Zu Hochzeiten erhielt die Pasok noch mehr als drei Millionen Stimmen der knapp zehn Millionen griechischen Wahlberechtigten. Bei den jüngsten Parlamentswahlen 2012 votierten lediglich 755.832 Hellenen für sie. Ein weiterer Nackenschlag folgte: Bei den Europawahlen im Mai gaben nur 458.403 Griechen der sogenannten "Elia" ("Olivenbaum") ihre Stimme, einem im Endspurt vor dem Urnengang hastig formierten Zusammenschluss aus der Pasok und weiteren sechs (Splitter-)Parteien aus dem längst darbenden Mitte-Links-Lager mit gleichwohl klangvollen Namen wie "Übereinkunft für das neue Griechenland", "Dynamisches Griechenland" oder "Neue Reformer".
125 Millionen Euro Schulden
Dennoch: Vom "Elia"-Stimmenanteil von 8,02 Prozent war Venizelos angetan. Denn die meisten hatten mit einem noch schlechteren Wahlergebnis gerechnet. Das erklärte Ziel der "Elia", die diskreditierten sozialdemokratischen Kräfte zu bündeln und so ihre Durchschlagskraft im politischen Spektrum Griechenlands wieder zu erhöhen, wurde allerdings weit verfehlt. Trotzdem: Pasok kommt im Moment alleine nicht weiter. Ob der Austeritätskurs, den der damals regierende Georgios Papandreou 2010 in Athen eingeleitet hat, oder diverse Korruptionsskandale um frühere Pasok-Granden: Hunderttausende traditionelle Pasok-Wähler haben der Partei den Rücken gekehrt.
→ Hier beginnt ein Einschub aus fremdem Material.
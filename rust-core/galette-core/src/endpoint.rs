//! # Endpoint
//!
//! Per-request orchestrator. A fresh [`Endpoint`] is built from a route's
//! [`EndpointPlan`] for every request and consumed by [`Endpoint::run`].
//!
//! ## Lifecycle
//!
//! ```text
//! Created -> Negotiated -> Unacceptable       (terminal unless an after filter halts or faults)
//!                       -> Parsed -> BeforeRun -> Handled -> Rendered -> AfterRun -> Finished
//!           Errored: from Parsed, BeforeRun or Handled, rescued, then Rendered
//!           Halted:  from any earlier stage, straight to AfterRun
//! ```
//!
//! After filters run in every case, `Unacceptable` included. A halt or
//! fault raised by an after filter stops the remaining after filters and
//! replaces the response body.

use crate::callbacks::CompiledChain;
use crate::config::{keys, ConfigFrame};
use crate::error::Result;
use crate::fault::{Fault, HandlerResult, Halt, Interrupt, NAME_ERROR};
use crate::format::{media_matches, Format};
use crate::helpers::HelperTable;
use crate::json::to_json;
use crate::negotiation::NegotiatedRequest;
use crate::params::Params;
use crate::parser::Parser;
use crate::render::{Renderer, SimpleRenderer};
use crate::request::Request;
use crate::rescue::{self, CompiledRescues};
use crate::response::Response;
use crate::settings::Settings;
use hyper::body::Bytes;
use hyper::header::{HeaderName, HeaderValue, CONTENT_TYPE, LOCATION, WWW_AUTHENTICATE};
use hyper::{HeaderMap, StatusCode};
use serde_json::{json, Map, Value};
use std::collections::HashMap;
use std::fmt;
use std::sync::Arc;
use tracing::{error, trace, warn};

/// Route handler
pub type HandlerFn = Arc<dyn Fn(&mut Endpoint) -> HandlerResult + Send + Sync>;

/// Wrap a closure as a [`HandlerFn`]
pub fn handler_fn<F>(f: F) -> HandlerFn
where
    F: Fn(&mut Endpoint) -> HandlerResult + Send + Sync + 'static,
{
    Arc::new(f)
}

/// Lifecycle stage
#[derive(Debug, Clone, Copy, PartialEq, Eq, Hash)]
pub enum Stage {
    /// Built, nothing run
    Created,
    /// Negotiation started
    Negotiated,
    /// No acceptable format; terminal
    Unacceptable,
    /// Body parsed
    Parsed,
    /// Callback chain running
    BeforeRun,
    /// Handler returned
    Handled,
    /// A fault is being rescued
    Errored,
    /// A halt short-circuited the current phase
    Halted,
    /// Response body rendered
    Rendered,
    /// After filters running
    AfterRun,
    /// Response produced
    Finished,
}
//! # Typed Path Parameters
//!
//! Shorthand constraints for named path segments.
//!
//! A segment constrained by a [`ParamType`] only matches text of that type,
//! and its captured value is converted before it reaches the endpoint's
//! params (`/users/:id` with `id: ParamType::Int` yields `{"id": 42}`).

use crate::error::{Error, Result};
use serde_json::Value;
use std::fmt;

/// Supported path parameter types
#[derive(Debug, Clone, Copy, PartialEq, Eq, Hash, Default)]
pub enum ParamType {
    /// String type (default) - no conversion
    #[default]
    String,
    /// Integer type - parses to i64
    Int,
    /// Float type - parses to f64
    Float,
    /// Boolean type - parses "true"/"false" or "1"/"0"
    Bool,
}

impl ParamType {
    /// Parse a type specifier (e.g., "int", "float")
    #[must_use]
    pub fn from_specifier(s: &str) -> Self {
        match s.to_lowercase().as_str() {
            "int" | "integer" | "i64" => Self::Int,
            "float" | "f64" | "number" => Self::Float,
            "bool" | "boolean" => Self::Bool,
            _ => Self::String,
        }
    }

    /// Get the type name for error messages
    #[must_use]
    pub const fn type_name(&self) -> &'static str {
        match self {
            Self::String => "string",
            Self::Int => "int",
            Self::Float => "float",
            Self::Bool => "bool",
        }
    }

    /// Regex source matching one segment of this type, or `None` for the
    /// default segment pattern
    #[must_use]
    pub const fn pattern(&self) -> Option<&'static str> {
        match self {
            Self::String => None,
            Self::Int => Some(r"-?\d+"),
            Self::Float => Some(r"-?\d+(?:\.\d+)?"),
            Self::Bool => Some(r"(?i:true|false|1|0|yes|no)"),
        }
    }
}

impl fmt::Display for ParamType {
    fn fmt(&self, f: &mut fmt::Formatter<'_>) -> fmt::Result {
        write!(f, "{}", self.type_name())
    }
}

/// Convert raw segment text to a JSON value based on `ParamType`
///
/// # Errors
///
/// Returns `Error::InvalidRoutePattern` if conversion fails.
pub fn convert_param(raw: &str, param_type: ParamType) -> Result<Value> {
    match param_type {
        ParamType::String => Ok(Value::String(raw.to_string())),
        ParamType::Int => raw
            .parse::<i64>()
            .map(Value::from)
            .map_err(|_| Error::InvalidRoutePattern {
                pattern: raw.to_string(),
                reason: format!("Cannot convert '{raw}' to integer"),
            }),
        ParamType::Float => raw
            .parse::<f64>()
            .ok()
            .and_then(serde_json::Number::from_f64)
            .map(Value::Number)
            .ok_or_else(|| Error::InvalidRoutePattern {
                pattern: raw.to_string(),
                reason: format!("Cannot convert '{raw}' to float"),
            }),
        ParamType::Bool => match raw.to_lowercase().as_str() {
            "true" | "1" | "yes" => Ok(Value::Bool(true)),
            "false" | "0" | "no" => Ok(Value::Bool(false)),
            _ => Err(Error::InvalidRoutePattern {
                pattern: raw.to_string(),
                reason: format!("Cannot convert '{raw}' to boolean"),
            }),
        },
    }
}

#[cfg(test)]
mod tests {
    use super::*;
    use serde_json::json;

    #[test]
    fn test_param_type_from_specifier() {
        assert_eq!(ParamType::from_specifier("int"), ParamType::Int);
        assert_eq!(ParamType::from_specifier("INT"), ParamType::Int);
        assert_eq!(ParamType::from_specifier("integer"), ParamType::Int);
        assert_eq!(ParamType::from_specifier("float"), ParamType::Float);
        assert_eq!(ParamType::from_specifier("bool"), ParamType::Bool);
        assert_eq!(ParamType::from_specifier("unknown"), ParamType::String);
    }

    #[test]
    fn test_convert_string() {
        assert_eq!(convert_param("hello", ParamType::String).unwrap(), json!("hello"));
    }

    #[test]
    fn test_convert_int() {
        assert_eq!(convert_param("123", ParamType::Int).unwrap(), json!(123));
        assert_eq!(convert_param("-456", ParamType::Int).unwrap(), json!(-456));
        assert!(convert_param("abc", ParamType::Int).is_err());
    }

    #[test]
    fn test_convert_float() {
        assert_eq!(convert_param("2.5", ParamType::Float).unwrap(), json!(2.5));
    }

    #[test]
    fn test_convert_bool() {
        assert_eq!(convert_param("true", ParamType::Bool).unwrap(), json!(true));
        assert_eq!(convert_param("0", ParamType::Bool).unwrap(), json!(false));
        assert!(convert_param("maybe", ParamType::Bool).is_err());
    }

    #[test]
    fn test_patterns() {
        assert_eq!(ParamType::String.pattern(), None);
        let int = regex::Regex::new(&format!("^{}$", ParamType::Int.pattern().unwrap())).unwrap();
        assert!(int.is_match("42"));
        assert!(!int.is_match("4.2"));
    }
}
impl Api {
    /// Empty API with settings read from the environment
    #[must_use]
    pub fn new() -> Self {
        Self::default()
    }

    /// Replace the settings shared by every endpoint
    #[must_use]
    pub fn with_settings(mut self, settings: Settings) -> Self {
        self.settings = settings;
        self
    }

    /// Number of open configuration frames, root included
    #[must_use]
    pub fn depth(&self) -> usize {
        self.stack.depth()
    }

    /// Versions declared so far, in declaration order
    #[must_use]
    pub fn versions(&self) -> &[String] {
        &self.versions
    }

    fn current_scope(&self) -> usize {
        self.trail.last().copied().unwrap_or(HelperScopes::ROOT)
    }

    fn namespaces(&self) -> Vec<String> {
        self.stack
            .all::<keys::Namespace>()
            .into_iter()
            .cloned()
            .collect()
    }

    fn within(&mut self, frame: ConfigFrame, block: impl FnOnce(&mut Self)) -> &mut Self {
        let depth = self.stack.depth();
        let trail = self.trail.len();
        let scope = self.helpers.open(self.current_scope());
        self.stack.push(frame);
        self.trail.push(scope);
        {
            let mut guard = ScopeGuard {
                api: &mut *self,
                depth,
                trail,
            };
            block(&mut *guard.api);
        }
        self
    }

    // Scopes

    /// Run `block` in a nested scope under `path`
    pub fn scope(&mut self, path: &str, block: impl FnOnce(&mut Self)) -> &mut Self {
        self.within(
            ConfigFrame::new().with::<keys::Namespace>(path.to_string()),
            block,
        )
    }

    /// Alias of [`Api::scope`]
    pub fn namespace(&mut self, path: &str, block: impl FnOnce(&mut Self)) -> &mut Self {
        self.scope(path, block)
    }

    /// Alias of [`Api::scope`]
    pub fn resource(&mut self, path: &str, block: impl FnOnce(&mut Self)) -> &mut Self {
        self.scope(path, block)
    }

    /// Scope under a `:name` path parameter
    pub fn param(&mut self, name: &str, block: impl FnOnce(&mut Self)) -> &mut Self {
        self.scope(&format!(":{name}"), block)
    }

    /// Scope under a constrained `:name` path parameter
    pub fn param_with(
        &mut self,
        name: &str,
        constraint: impl Into<Constraint>,
        block: impl FnOnce(&mut Self),
    ) -> &mut Self {
        let mut constraints = HashMap::new();
        constraints.insert(name.to_string(), constraint.into());
        self.within(
            ConfigFrame::new()
                .with::<keys::Namespace>(format!(":{name}"))
                .with::<keys::Constraints>(constraints),
            block,
        )
    }

    /// Scope for an API version
    ///
    /// Routes inside live under the version's path segment; the configured
    /// versioning strategy decides how requests reach them.
    pub fn version(&mut self, version: &str, block: impl FnOnce(&mut Self)) -> &mut Self {
        if !self.versions.iter().any(|known| known == version) {
            self.versions.push(version.to_string());
        }
        self.within(
            ConfigFrame::new()
                .with::<keys::Version>(version.to_string())
                .with::<keys::Namespace>(version.to_string()),
            block,
        )
    }

    // Configuration

    /// Set how versions are read from requests
    ///
    /// A vendor in `versioning` is also required of vendor media types in
    /// the current scope.
    pub fn versioning(&mut self, versioning: Versioning) -> &mut Self {
        if let Some(vendor) = &versioning.vendor {
            self.stack.write::<keys::Vendor>(vendor.clone());
        }
        self.versioning = versioning;
        self
    }

    /// Require a vendor in vendor media types for the current scope
    pub fn vendor(&mut self, vendor: &str) -> &mut Self {
        self.stack.write::<keys::Vendor>(vendor.to_string());
        self
    }

    /// Formats the current scope responds to, by name; replaces outer ones
    pub fn respond_to(&mut self, formats: &[&str]) -> &mut Self {
        self.respond_to_with(formats.iter().map(|name| Format::named(name)))
    }

    /// Formats the current scope responds to; replaces outer ones
    pub fn respond_to_with(&mut self, formats: impl IntoIterator<Item = Format>) -> &mut Self {
        self.stack.write::<keys::Formats>(Layered::reset(formats));
        self
    }

    /// Renderer for a format name
    pub fn renderer(&mut self, format: &str, renderer: impl Renderer + 'static) -> &mut Self {
        let renderer: Arc<dyn Renderer> = Arc::new(renderer);
        self.stack
            .update::<keys::Renderers>(|renderers| {
                renderers.insert(format.to_string(), renderer);
            });
        self
    }

    /// Media types the current scope parses; replaces outer ones
    pub fn parses(&mut self, media_types: &[&str]) -> &mut Self {
        self.stack.write::<keys::Parses>(Layered::reset(
            media_types.iter().map(|media| (*media).to_string()),
        ));
        self
    }

    /// Parser for a media type
    pub fn parser(&mut self, media_type: &str, parser: impl Parser + 'static) -> &mut Self {
        let parser: Arc<dyn Parser> = Arc::new(parser);
        self.stack.update::<keys::Parsers>(|parsers| {
            parsers.insert(media_type.to_string(), parser);
        });
        self
    }

    /// Add middleware; an equal middleware already in an outer scope is not
    /// added twice
    pub fn use_middleware<M>(&mut self, middleware: M) -> &mut Self
    where
        M: Middleware + PartialEq + 'static,
    {
        self.stack.update::<keys::Middleware>(|list| {
            list.push(MiddlewareEntry::new(middleware));
        });
        self
    }

    /// Constrain a path parameter for routes in the current scope
    pub fn constraint(&mut self, name: &str, constraint: impl Into<Constraint>) -> &mut Self {
        let constraint = constraint.into();
        self.stack.update::<keys::Constraints>(|constraints| {
            constraints.insert(name.to_string(), constraint);
        });
        self
    }

    /// Default a parameter for routes in the current scope
    pub fn default_param(&mut self, name: &str, value: impl Into<Value>) -> &mut Self {
        let value = value.into();
        self.stack.update::<keys::Defaults>(|defaults| {
            defaults.insert(name.to_string(), value);
        });
        self
    }

    /// Handle faults of `class` and its descendants
    pub fn rescue_from(&mut self, class: &'static ErrorClass, handler: RescueHandler) -> &mut Self {
        self.stack.update::<keys::Rescuers>(|rescuers| {
            rescuers.push(RescueEntry::new(class, handler));
        });
        self
    }

    // Filters

    /// Register a callback in the current scope
    pub fn callback(&mut self, callback: Callback) -> &mut Self {
        self.stack.update::<keys::Callbacks>(|callbacks| callbacks.push(callback));
        self
    }

    /// Closure run before the handler
    pub fn before<F>(&mut self, filter: F) -> &mut Self
    where
        F: Fn(&mut Endpoint) -> HandlerResult + Send + Sync + 'static,
    {
        self.before_with(Filter::inline(filter), Conditions::new())
    }

    /// Closure run after the response is rendered
    pub fn after<F>(&mut self, filter: F) -> &mut Self
    where
        F: Fn(&mut Endpoint) -> HandlerResult + Send + Sync + 'static,
    {
        self.after_with(Filter::inline(filter), Conditions::new())
    }

    /// Closure wrapping the before filters and the handler
    pub fn around<F>(&mut self, filter: F) -> &mut Self
    where
        F: Fn(&mut Endpoint, Next<'_>) -> HandlerResult + Send + Sync + 'static,
    {
        self.around_with(Filter::wrap(filter), Conditions::new())
    }

    /// Before filter with conditions
    pub fn before_with(&mut self, filter: Filter, conditions: Conditions) -> &mut Self {
        self.callback(Callback::new(Phase::Before, filter).with_conditions(conditions))
    }

    /// After filter with conditions
    pub fn after_with(&mut self, filter: Filter, conditions: Conditions) -> &mut Self {
        self.callback(Callback::new(Phase::After, filter).with_conditions(conditions))
    }

    /// Around filter with conditions
    pub fn around_with(&mut self, filter: Filter, conditions: Conditions) -> &mut Self {
        self.callback(Callback::new(Phase::Around, filter).with_conditions(conditions))
    }

    /// Require HTTP basic credentials accepted by `check`
    ///
    /// Each call adds another challenge; all of them must pass.
    pub fn basic_auth<F>(&mut self, realm: &str, check: F) -> &mut Self
    where
        F: Fn(&Endpoint, &str, &str) -> bool + Send + Sync + 'static,
    {
        self.before_with(Filter::object(BasicAuth::new(realm, check)), Conditions::new())
    }

    // Helpers

    /// Declare a helper visible to the current scope and those nested in it
    pub fn helper<F>(&mut self, name: &str, helper: F) -> &mut Self
    where
        F: Fn(&mut Endpoint, &[Value]) -> HandlerResult + Send + Sync + 'static,
    {
        let scope = self.current_scope();
        self.helpers.define(scope, name, helper_fn(helper));
        self
    }

    /// Declare a helper whose result is cached per request and arguments
    pub fn memo<F>(&mut self, name: &str, helper: F) -> &mut Self
    where
        F: Fn(&mut Endpoint, &[Value]) -> HandlerResult + Send + Sync + 'static,
    {
        let scope = self.current_scope();
        self.helpers
            .define(scope, name, memoize(name, helper_fn(helper)));
        self
    }

    /// Like [`Api::memo`], also evaluated by a before filter on every
    /// request in scope
    pub fn memo_eager<F>(&mut self, name: &str, helper: F) -> &mut Self
    where
        F: Fn(&mut Endpoint, &[Value]) -> HandlerResult + Send + Sync + 'static,
    {
        self.memo(name, helper)
            .before_with(Filter::method(name), Conditions::new())
    }

    // Routes

    verbs! {
        get, get_with => Get;
        post, post_with => Post;
        put, put_with => Put;
        patch, patch_with => Patch;
        delete, delete_with => Delete;
    }

    /// Declare a route accepting every method
    pub fn any<F>(&mut self, path: &str, handler: F) -> &mut Self
    where
        F: Fn(&mut Endpoint) -> HandlerResult + Send + Sync + 'static,
    {
        self.route(MethodMatcher::Any, path, RouteOptions::new(), handler_fn(handler))
    }

    /// Declare a route
    pub fn route(
        &mut self,
        method: MethodMatcher,
        path: &str,
        options: RouteOptions,
        handler: HandlerFn,
    ) -> &mut Self {
        self.declare(method, path, options, Target::Handler(handler))
    }

    /// Mount an application under `prefix`; it receives the path remainder
    pub fn mount_app(&mut self, prefix: &str, app: Arc<dyn App>) -> &mut Self {
        self.declare(MethodMatcher::Any, prefix, RouteOptions::new(), Target::App(app))
    }

    /// Splice another API's routes under `prefix`
    ///
    /// The child's routes keep their own configuration, layered over the
    /// current scope's. Middleware the current scope already runs is not
    /// run twice. Helpers of the current scope are visible to the child.
    pub fn mount(&mut self, prefix: &str, child: Self) -> &mut Self {
        let base = path::join(&self.namespaces(), prefix);
        let outer = self.stack.snapshot();
        let offset = self.helpers.graft(&child.helpers, self.current_scope());
        for decl in child.decls {
            let mut config = outer.clone();
            config.merge(&decl.config);
            self.decls.push(Declaration {
                template: path::join(&[base.as_str()], &decl.template),
                config,
                scope: decl.scope + offset,
                ..decl
            });
        }
        for version in child.versions {
            if !self.versions.contains(&version) {
                self.versions.push(version);
            }
        }
        self
    }

    fn declare(
        &mut self,
        method: MethodMatcher,
        path: &str,
        options: RouteOptions,
        target: Target,
    ) -> &mut Self {
        let template = path::join(&self.namespaces(), path);
        self.decls.push(Declaration {
            template,
            method,
            options,
            config: self.stack.snapshot(),
            scope: self.current_scope(),
            target,
        });
        self
    }

    /// Compile every declaration into a dispatcher
    ///
    /// Each path gets generated OPTIONS and 405 routes after the declared
    /// ones.
    ///
    /// # Errors
    ///
    /// Returns `Error::InvalidRoutePattern` for a template that does not
    /// compile and `Error::UnknownHelper` when a filter, condition or
    /// rescue handler names a helper no enclosing scope declares.
    pub fn build(&self) -> Result<Dispatcher> {
        let base = base_frame();
        let mut root = base.clone();
        root.merge(&self.stack.snapshot());
        let root_middleware = root.value::<keys::Middleware>();

        let mut routes = Vec::with_capacity(self.decls.len());
        for decl in &self.decls {
            let mut config = base.clone();
            config.merge(&decl.config);
            let options = decl.options.over(&config);
            let pattern = RoutePattern::compile(&decl.template, &options, decl.is_anchored())?;
            let target = match &decl.target {
                Target::Handler(handler) => RouteTarget::Endpoint(Arc::new(EndpointPlan::compile(
                    pattern.template(),
                    &config,
                    options.defaults().clone(),
                    handler.clone(),
                    self.helpers.table(decl.scope),
                    self.settings.clone(),
                )?)),
                Target::App(app) => RouteTarget::App(app.clone()),
            };
            debug!(method = %decl.method, template = pattern.template(), "Compiled route");
            routes.push(Route {
                defaults: RouteDefaults {
                    format: config.value::<keys::Formats>().first().cloned(),
                    version: config.get::<keys::Version>().cloned(),
                    params: options.defaults().clone(),
                },
                middleware: config
                    .value::<keys::Middleware>()
                    .without(&root_middleware)
                    .chain(),
                pattern,
                method: decl.method.clone(),
                config: Arc::new(config),
                target,
            });
        }
        let generated = method_routes(&routes);
        routes.extend(generated);

        let negotiator = ContentNegotiator::new(self.versioning.clone(), self.versions.clone());
        Ok(Dispatcher::new(
            routes,
            negotiator,
            root_middleware.chain(),
            self.settings.clone(),
        ))
    }
}
use std::sync::Arc;

use anyhow::Context;
use tokio::io::{AsyncBufReadExt, AsyncWriteExt, BufReader};
use tokio::net::TcpStream;
use tokio::net::tcp::{OwnedReadHalf, OwnedWriteHalf};
use tokio::sync::mpsc::{UnboundedReceiver, unbounded_channel};
use tracing::{debug, trace};
use wire_protocol::{Command, Notification};

use crate::pbx::Pbx;
use crate::tu::TelephoneUnit;

/// One client connection: registers a TU, relays commands and
/// notifications until the client goes away or the switch shuts down.
pub(crate) async fn run(pbx: Arc<Pbx>, stream: TcpStream) -> anyhow::Result<()> {
    let (read, write) = stream.into_split();
    let (tx, rx) = unbounded_channel();
    let tu = match pbx.register(tx) {
        Ok(tu) => tu,
        Err(e) => {
            debug!("rejecting client: {e:#}");
            return Ok(());
        }
    };

    let result = manage_client(&pbx, &tu, read, write, rx).await;

    // Whatever ended the session, put the line back on hook before the
    // registry reference goes away; this is where a live pairing dissolves
    // and the peer hears about it.
    tu.hangup();
    if let Err(e) = pbx.unregister(&tu) {
        debug!("error unregistering: {e:#}");
    }
    result
}

async fn manage_client(
    pbx: &Arc<Pbx>,
    tu: &Arc<TelephoneUnit>,
    read: OwnedReadHalf,
    mut write: OwnedWriteHalf,
    mut rx: UnboundedReceiver<Notification>,
) -> anyhow::Result<()> {
    let token = pbx.cancellation_token().clone();

    let reader = async {
        let mut read = BufReader::new(read);
        let mut line = String::new();
        loop {
            line.clear();
            let n = tokio::select! {
                _ = token.cancelled() => {
                    trace!("shutting down");
                    return Ok(());
                }
                r = read.read_line(&mut line) => r.context("error reading")?,
            };
            if n == 0 {
                trace!("EOF");
                return Ok(());
            }
            match Command::parse(&line) {
                Ok(Command::Pickup) => tu.pickup(),
                Ok(Command::Hangup) => tu.hangup(),
                Ok(Command::Dial(ext)) => pbx.dial_ext(tu, ext),
                Ok(Command::Chat(text)) => {
                    if let Err(e) = tu.chat(&text) {
                        debug!("chat failed: {e:#}");
                    }
                }
                // Protocol errors don't kill the connection.
                Err(e) => trace!("ignoring line: {e:#}"),
            }
        }
    };

    let writer = async {
        let mut buf = String::new();
        while let Some(notification) = rx.recv().await {
            buf.clear();
            notification.serialize(&mut buf);
            write
                .write_all(buf.as_bytes())
                .await
                .context("error writing")?;
        }
        Ok::<_, anyhow::Error>(())
    };

    tokio::select! {
        r = reader => r,
        r = writer => r,
    }
}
Die historische Proklamation der Pasok-Gründer mit seinen vier zentralen Grundsätzen, wonach in Griechenland die "nationale Unabhängigkeit", die "Volksherrschaft", die "gesellschaftliche Befreiung" sowie "demokratische Prozeduren" gelten sollen, sieht die vergrätzte Wählerschaft seit der betriebenen Krisenpolitik mit Füßen getreten. Ferner plagen die Partei Schulden in Höhe von 125 Millionen Euro. Aus Spargründen beschäftigt sie nur noch zehn Festangestellte in der Zentrale, vor fünf Jahren waren es 150.
Venizelos ist zwar ein glänzender Rhetoriker und gewiefter Taktiker, wirkt aber sowohl auf politische Gegner als auch auf den Durchschnittsgriechen eher hochnäsig und besserwisserisch. Er ist unangefochten Griechenlands unpopulärster Spitzenpolitiker. Venizelos will die Partei daher im Oktober unter dem Namen "Demokratische Fraktion" ("Dimokratiki Parataxi/DP") neu gründen. Doch sein Versuch, die bis Mitte 2013 mitregierende "Demokratische Linke" ("Dimar"), die bei den Europawahlen mit 1,2 Prozent der Stimmen fast in die Bedeutungslosigkeit fiel, sowie die im Februar ins Leben gerufene "Fluss"-Partei, die auf Anhieb 6,6 Prozent der Stimmen erhielt, mit ins Boot der geplanten DP zu holen, stieß bisher ins Leere.
Zusätzlich knirscht es auch innerhalb der Partei gewaltig im Gebälk. Zum 40. Jubiläum der Pasok-Gründung im September skandierten Anhänger Parolen pro Papandreou. Sogar "Verräter"-Rufe in Richtung Venizelos waren zu hören - in Anspielung auf die Koalition mit dem Erzrivalen Nea Dimokratia. Vassilis Primikiris, hochrangiger Funktionär der linken Syriza, die in allen Umfragen führt, spottete: "Über die Pasok auch nur zu sprechen ist wirklich reine Nekrophilie."